Records from a data collection:
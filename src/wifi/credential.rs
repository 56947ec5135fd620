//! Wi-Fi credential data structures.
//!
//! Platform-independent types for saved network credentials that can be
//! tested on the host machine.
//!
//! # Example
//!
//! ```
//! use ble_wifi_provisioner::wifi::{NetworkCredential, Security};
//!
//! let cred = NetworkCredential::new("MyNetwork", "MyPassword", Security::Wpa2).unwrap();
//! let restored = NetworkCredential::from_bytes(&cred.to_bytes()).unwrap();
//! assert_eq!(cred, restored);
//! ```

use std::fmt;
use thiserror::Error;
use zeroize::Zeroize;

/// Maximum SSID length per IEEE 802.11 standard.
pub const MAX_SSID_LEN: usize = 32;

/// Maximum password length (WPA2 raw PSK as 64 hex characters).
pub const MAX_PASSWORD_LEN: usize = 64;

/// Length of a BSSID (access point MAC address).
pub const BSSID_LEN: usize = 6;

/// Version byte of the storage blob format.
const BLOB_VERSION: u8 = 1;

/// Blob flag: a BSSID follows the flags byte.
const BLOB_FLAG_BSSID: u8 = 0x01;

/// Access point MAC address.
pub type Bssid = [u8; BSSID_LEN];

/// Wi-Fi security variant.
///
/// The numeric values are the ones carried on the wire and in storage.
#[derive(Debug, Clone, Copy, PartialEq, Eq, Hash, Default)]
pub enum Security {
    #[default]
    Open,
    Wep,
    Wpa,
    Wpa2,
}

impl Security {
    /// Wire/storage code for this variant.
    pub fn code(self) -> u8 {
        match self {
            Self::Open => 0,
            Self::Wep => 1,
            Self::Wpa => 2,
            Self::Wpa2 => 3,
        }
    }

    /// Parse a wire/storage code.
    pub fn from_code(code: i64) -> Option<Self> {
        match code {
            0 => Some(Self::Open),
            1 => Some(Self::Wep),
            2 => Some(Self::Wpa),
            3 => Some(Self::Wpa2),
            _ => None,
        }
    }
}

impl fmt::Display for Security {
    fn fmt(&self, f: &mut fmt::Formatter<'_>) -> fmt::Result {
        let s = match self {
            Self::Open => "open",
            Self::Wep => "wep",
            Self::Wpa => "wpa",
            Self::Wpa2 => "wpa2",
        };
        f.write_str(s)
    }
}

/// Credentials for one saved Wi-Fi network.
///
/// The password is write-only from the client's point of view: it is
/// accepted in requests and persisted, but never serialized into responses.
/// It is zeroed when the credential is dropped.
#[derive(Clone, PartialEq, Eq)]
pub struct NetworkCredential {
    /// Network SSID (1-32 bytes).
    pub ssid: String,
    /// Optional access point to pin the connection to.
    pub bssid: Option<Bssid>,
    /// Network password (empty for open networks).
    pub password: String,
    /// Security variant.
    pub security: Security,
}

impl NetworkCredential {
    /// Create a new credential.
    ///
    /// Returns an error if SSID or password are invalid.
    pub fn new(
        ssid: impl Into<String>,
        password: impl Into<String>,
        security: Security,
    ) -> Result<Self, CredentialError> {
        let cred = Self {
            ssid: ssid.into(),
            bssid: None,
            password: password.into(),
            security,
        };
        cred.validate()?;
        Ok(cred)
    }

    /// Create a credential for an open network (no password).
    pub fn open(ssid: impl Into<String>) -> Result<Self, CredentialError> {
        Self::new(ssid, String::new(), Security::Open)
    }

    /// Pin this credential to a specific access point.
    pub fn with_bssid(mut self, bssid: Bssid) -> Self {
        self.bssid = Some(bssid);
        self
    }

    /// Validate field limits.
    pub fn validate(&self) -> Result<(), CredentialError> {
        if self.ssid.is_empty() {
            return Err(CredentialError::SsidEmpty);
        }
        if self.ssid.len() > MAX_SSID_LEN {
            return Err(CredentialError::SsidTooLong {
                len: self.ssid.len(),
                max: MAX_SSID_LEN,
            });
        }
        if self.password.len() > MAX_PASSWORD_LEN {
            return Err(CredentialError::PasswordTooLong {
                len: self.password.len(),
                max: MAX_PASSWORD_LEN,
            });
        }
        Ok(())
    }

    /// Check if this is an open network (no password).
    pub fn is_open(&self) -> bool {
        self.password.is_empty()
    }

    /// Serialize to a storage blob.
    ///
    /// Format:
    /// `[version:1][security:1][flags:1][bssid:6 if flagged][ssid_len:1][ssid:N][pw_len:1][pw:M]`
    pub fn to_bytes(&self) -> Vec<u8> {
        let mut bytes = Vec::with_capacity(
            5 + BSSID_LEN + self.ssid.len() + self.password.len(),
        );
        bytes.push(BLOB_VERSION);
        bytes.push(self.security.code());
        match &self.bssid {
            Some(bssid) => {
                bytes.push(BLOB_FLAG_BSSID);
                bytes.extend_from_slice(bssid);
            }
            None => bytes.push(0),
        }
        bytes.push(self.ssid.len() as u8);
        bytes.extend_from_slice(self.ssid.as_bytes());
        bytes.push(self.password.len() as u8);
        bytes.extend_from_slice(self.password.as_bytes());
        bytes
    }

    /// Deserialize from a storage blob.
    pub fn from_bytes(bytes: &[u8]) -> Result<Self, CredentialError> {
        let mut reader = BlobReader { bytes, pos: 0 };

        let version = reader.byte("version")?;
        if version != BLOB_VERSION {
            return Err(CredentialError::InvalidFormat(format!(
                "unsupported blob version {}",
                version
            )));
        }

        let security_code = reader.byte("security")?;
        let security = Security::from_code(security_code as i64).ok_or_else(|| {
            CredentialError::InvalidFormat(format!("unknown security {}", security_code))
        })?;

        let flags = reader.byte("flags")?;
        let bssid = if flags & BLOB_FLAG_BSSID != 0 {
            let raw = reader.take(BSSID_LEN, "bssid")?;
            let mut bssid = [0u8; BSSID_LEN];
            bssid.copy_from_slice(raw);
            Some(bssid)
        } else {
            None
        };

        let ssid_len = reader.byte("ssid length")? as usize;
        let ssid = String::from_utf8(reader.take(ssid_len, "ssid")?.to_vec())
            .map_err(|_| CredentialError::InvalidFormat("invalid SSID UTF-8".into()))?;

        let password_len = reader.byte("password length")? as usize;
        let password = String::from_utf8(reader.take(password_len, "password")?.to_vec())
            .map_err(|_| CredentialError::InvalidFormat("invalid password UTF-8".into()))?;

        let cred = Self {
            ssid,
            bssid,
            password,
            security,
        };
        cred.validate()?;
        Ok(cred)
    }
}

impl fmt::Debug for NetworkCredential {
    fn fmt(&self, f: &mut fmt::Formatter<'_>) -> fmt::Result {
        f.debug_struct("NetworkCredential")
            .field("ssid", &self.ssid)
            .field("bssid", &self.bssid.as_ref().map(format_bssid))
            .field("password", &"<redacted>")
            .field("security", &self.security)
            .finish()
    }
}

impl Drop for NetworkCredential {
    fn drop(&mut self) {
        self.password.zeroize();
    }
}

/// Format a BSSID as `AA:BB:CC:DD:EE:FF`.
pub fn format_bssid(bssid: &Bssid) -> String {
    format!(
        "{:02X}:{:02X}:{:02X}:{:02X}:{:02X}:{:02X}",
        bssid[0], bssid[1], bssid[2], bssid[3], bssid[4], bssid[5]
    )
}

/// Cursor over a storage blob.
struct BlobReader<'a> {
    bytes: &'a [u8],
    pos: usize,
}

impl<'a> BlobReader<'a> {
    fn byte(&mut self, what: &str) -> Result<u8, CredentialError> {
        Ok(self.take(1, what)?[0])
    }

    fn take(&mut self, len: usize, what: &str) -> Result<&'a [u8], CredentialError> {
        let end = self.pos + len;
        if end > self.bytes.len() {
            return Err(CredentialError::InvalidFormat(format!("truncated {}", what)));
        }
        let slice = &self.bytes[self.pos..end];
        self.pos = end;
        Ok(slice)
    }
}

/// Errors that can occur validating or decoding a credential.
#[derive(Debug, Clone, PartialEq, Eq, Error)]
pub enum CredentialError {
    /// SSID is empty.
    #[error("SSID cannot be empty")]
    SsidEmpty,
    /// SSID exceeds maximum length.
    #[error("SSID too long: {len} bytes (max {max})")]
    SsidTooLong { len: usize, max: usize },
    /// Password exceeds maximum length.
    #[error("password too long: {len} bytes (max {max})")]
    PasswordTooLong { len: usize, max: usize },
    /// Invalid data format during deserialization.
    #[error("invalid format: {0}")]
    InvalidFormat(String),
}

...

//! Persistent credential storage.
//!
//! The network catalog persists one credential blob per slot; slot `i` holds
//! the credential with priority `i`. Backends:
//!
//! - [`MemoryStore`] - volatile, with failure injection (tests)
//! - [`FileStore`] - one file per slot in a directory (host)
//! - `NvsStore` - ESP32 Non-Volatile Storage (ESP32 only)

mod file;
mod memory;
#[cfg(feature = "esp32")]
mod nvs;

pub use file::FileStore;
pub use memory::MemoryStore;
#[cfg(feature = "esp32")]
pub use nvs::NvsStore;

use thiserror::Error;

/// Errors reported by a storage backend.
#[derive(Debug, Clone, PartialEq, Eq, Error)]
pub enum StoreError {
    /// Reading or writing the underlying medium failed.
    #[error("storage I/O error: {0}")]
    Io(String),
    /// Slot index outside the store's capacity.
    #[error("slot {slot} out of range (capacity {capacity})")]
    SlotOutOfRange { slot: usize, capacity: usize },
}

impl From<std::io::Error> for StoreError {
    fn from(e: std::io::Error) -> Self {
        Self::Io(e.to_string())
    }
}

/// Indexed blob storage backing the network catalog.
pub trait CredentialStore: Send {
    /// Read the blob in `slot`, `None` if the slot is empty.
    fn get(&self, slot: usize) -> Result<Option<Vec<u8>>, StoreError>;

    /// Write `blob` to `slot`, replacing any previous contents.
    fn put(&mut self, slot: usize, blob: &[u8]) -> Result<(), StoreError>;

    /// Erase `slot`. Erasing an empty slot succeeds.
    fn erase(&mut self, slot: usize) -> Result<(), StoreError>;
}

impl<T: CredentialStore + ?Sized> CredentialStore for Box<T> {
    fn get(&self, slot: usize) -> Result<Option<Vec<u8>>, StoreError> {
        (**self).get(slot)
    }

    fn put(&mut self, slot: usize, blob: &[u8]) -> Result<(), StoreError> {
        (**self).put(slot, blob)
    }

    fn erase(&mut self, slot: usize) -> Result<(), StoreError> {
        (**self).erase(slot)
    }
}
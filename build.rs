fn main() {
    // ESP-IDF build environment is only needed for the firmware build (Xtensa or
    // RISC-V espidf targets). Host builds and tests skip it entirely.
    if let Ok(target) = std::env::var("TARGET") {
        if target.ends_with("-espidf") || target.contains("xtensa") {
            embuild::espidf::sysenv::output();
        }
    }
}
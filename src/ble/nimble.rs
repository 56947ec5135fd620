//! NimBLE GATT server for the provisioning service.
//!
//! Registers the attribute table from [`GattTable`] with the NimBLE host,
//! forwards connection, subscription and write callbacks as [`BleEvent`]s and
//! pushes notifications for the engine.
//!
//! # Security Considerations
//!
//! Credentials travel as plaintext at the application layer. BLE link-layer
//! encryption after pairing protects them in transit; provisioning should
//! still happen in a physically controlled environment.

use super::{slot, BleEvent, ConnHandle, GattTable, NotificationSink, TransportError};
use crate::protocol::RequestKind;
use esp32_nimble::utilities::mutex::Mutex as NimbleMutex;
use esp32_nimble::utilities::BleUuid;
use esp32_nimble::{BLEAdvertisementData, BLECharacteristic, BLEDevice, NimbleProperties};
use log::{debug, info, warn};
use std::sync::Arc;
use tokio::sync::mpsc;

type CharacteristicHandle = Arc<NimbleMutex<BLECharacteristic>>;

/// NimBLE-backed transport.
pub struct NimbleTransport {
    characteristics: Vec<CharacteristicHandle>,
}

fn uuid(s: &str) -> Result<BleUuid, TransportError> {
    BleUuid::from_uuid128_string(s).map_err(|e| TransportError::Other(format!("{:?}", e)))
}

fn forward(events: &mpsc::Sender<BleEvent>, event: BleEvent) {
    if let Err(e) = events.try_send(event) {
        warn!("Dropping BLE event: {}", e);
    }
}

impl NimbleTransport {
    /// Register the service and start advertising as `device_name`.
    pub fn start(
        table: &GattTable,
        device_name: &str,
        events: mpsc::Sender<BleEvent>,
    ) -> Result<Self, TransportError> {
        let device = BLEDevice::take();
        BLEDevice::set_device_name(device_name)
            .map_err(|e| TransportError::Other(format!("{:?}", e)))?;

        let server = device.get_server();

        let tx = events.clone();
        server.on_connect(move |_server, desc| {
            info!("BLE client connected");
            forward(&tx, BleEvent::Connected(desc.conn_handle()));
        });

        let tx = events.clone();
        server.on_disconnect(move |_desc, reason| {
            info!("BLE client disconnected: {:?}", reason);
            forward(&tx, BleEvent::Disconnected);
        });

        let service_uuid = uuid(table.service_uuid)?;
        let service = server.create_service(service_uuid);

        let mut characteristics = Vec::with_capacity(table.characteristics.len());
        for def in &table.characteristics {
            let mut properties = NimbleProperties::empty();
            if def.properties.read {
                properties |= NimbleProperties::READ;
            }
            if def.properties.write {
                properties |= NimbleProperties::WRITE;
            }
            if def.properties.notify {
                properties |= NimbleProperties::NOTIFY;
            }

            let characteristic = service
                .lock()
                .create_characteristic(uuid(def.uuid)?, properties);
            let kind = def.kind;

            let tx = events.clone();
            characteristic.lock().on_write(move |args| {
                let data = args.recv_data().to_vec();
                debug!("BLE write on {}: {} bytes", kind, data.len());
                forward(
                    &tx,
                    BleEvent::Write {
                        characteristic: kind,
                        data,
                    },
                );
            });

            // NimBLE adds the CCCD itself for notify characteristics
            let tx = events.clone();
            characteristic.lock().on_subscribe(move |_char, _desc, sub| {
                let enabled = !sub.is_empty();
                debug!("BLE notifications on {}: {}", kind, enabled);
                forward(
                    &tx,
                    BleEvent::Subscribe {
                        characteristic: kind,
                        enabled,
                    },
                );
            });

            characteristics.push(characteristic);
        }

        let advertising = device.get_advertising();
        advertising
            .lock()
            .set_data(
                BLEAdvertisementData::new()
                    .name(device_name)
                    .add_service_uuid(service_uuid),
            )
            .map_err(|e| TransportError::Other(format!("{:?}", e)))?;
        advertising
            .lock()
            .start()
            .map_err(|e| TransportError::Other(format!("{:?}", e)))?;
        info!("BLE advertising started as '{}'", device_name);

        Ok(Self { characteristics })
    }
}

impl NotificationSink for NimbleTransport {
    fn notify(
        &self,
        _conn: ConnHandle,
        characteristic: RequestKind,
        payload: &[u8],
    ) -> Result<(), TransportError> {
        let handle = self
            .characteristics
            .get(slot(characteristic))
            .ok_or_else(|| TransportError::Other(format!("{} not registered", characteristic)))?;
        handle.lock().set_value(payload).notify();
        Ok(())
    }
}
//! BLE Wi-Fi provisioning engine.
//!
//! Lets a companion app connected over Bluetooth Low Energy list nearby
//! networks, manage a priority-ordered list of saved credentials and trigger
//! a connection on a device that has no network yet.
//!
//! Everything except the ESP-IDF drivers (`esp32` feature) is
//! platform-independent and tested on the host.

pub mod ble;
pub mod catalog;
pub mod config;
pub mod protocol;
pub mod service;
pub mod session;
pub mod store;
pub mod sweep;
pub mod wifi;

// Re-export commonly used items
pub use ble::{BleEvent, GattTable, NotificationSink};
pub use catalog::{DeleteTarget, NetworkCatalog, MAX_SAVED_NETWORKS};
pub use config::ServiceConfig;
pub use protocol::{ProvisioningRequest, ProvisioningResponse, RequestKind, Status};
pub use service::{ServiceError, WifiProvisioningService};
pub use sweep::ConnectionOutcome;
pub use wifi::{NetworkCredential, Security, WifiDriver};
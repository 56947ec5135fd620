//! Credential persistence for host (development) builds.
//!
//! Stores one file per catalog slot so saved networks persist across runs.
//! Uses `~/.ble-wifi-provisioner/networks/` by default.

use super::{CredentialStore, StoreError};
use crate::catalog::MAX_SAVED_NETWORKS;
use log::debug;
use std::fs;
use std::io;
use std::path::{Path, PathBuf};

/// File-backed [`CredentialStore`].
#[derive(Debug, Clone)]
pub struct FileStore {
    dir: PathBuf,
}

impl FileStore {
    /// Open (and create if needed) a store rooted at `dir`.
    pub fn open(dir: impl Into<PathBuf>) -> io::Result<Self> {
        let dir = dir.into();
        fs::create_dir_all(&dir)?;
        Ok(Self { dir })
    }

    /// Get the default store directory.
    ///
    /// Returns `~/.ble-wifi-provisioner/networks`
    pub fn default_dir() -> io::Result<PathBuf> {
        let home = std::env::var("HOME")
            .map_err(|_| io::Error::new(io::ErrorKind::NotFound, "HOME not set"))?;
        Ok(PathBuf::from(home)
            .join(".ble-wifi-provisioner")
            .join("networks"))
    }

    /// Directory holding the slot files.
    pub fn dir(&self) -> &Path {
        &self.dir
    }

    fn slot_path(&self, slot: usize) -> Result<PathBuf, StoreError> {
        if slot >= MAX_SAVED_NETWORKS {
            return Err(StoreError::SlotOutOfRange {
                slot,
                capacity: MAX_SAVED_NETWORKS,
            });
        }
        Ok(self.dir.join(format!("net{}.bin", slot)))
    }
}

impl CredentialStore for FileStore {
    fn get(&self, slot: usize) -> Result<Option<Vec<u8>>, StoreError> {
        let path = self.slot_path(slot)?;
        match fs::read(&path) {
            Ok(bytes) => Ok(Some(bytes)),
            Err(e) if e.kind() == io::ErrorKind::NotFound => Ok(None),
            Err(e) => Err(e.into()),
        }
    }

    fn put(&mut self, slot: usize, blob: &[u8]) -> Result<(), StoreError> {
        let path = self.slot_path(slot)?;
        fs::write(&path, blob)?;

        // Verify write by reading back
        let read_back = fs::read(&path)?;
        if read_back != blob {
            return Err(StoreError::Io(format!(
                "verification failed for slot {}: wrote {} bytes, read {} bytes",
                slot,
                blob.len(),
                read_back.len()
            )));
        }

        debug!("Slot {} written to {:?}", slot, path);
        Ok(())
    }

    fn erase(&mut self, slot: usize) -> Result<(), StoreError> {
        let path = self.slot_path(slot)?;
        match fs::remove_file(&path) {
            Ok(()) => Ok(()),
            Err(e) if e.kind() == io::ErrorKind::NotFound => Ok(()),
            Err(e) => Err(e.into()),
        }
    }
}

==

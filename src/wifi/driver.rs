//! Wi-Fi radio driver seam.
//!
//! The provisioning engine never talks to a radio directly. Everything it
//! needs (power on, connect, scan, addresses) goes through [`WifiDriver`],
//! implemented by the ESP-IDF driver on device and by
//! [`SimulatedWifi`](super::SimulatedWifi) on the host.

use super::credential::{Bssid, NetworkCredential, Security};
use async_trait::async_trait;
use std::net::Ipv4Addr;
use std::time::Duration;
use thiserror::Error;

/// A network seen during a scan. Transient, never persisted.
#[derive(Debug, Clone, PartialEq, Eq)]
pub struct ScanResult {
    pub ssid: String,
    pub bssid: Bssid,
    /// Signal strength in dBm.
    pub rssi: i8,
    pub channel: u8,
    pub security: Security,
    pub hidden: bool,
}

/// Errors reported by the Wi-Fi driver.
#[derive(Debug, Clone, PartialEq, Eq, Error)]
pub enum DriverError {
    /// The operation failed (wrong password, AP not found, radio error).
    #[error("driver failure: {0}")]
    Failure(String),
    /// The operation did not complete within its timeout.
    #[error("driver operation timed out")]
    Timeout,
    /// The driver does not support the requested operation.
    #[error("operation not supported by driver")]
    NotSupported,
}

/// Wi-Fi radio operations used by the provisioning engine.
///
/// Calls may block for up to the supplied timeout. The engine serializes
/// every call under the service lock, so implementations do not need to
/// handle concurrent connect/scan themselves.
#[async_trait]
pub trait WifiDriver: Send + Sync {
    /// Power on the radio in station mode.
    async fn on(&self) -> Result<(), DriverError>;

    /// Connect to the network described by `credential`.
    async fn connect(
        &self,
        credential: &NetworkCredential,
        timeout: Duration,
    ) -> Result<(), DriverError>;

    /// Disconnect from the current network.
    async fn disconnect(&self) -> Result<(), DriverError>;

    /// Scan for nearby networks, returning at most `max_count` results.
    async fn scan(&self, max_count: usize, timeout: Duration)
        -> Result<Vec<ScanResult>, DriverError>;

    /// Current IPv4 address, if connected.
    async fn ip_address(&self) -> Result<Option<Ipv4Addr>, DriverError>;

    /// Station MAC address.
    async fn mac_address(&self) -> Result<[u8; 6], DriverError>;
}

**INSTRUCTIONS TO FOLLOW**
Filtering the entries above by the word "BleEvent", copy each line that matches.

**REPLY TO THE TASK**
//! forwards connection, subscription and write callbacks as [`BleEvent`]s and
use super::{slot, BleEvent, ConnHandle, GattTable, NotificationSink, TransportError};
fn forward(events: &mpsc::Sender<BleEvent>, event: BleEvent) {
        events: mpsc::Sender<BleEvent>,
            forward(&tx, BleEvent::Connected(desc.conn_handle()));
            forward(&tx, BleEvent::Disconnected);
                    BleEvent::Write {
                    BleEvent::Subscribe {
pub use ble::{BleEvent, GattTable, NotificationSink};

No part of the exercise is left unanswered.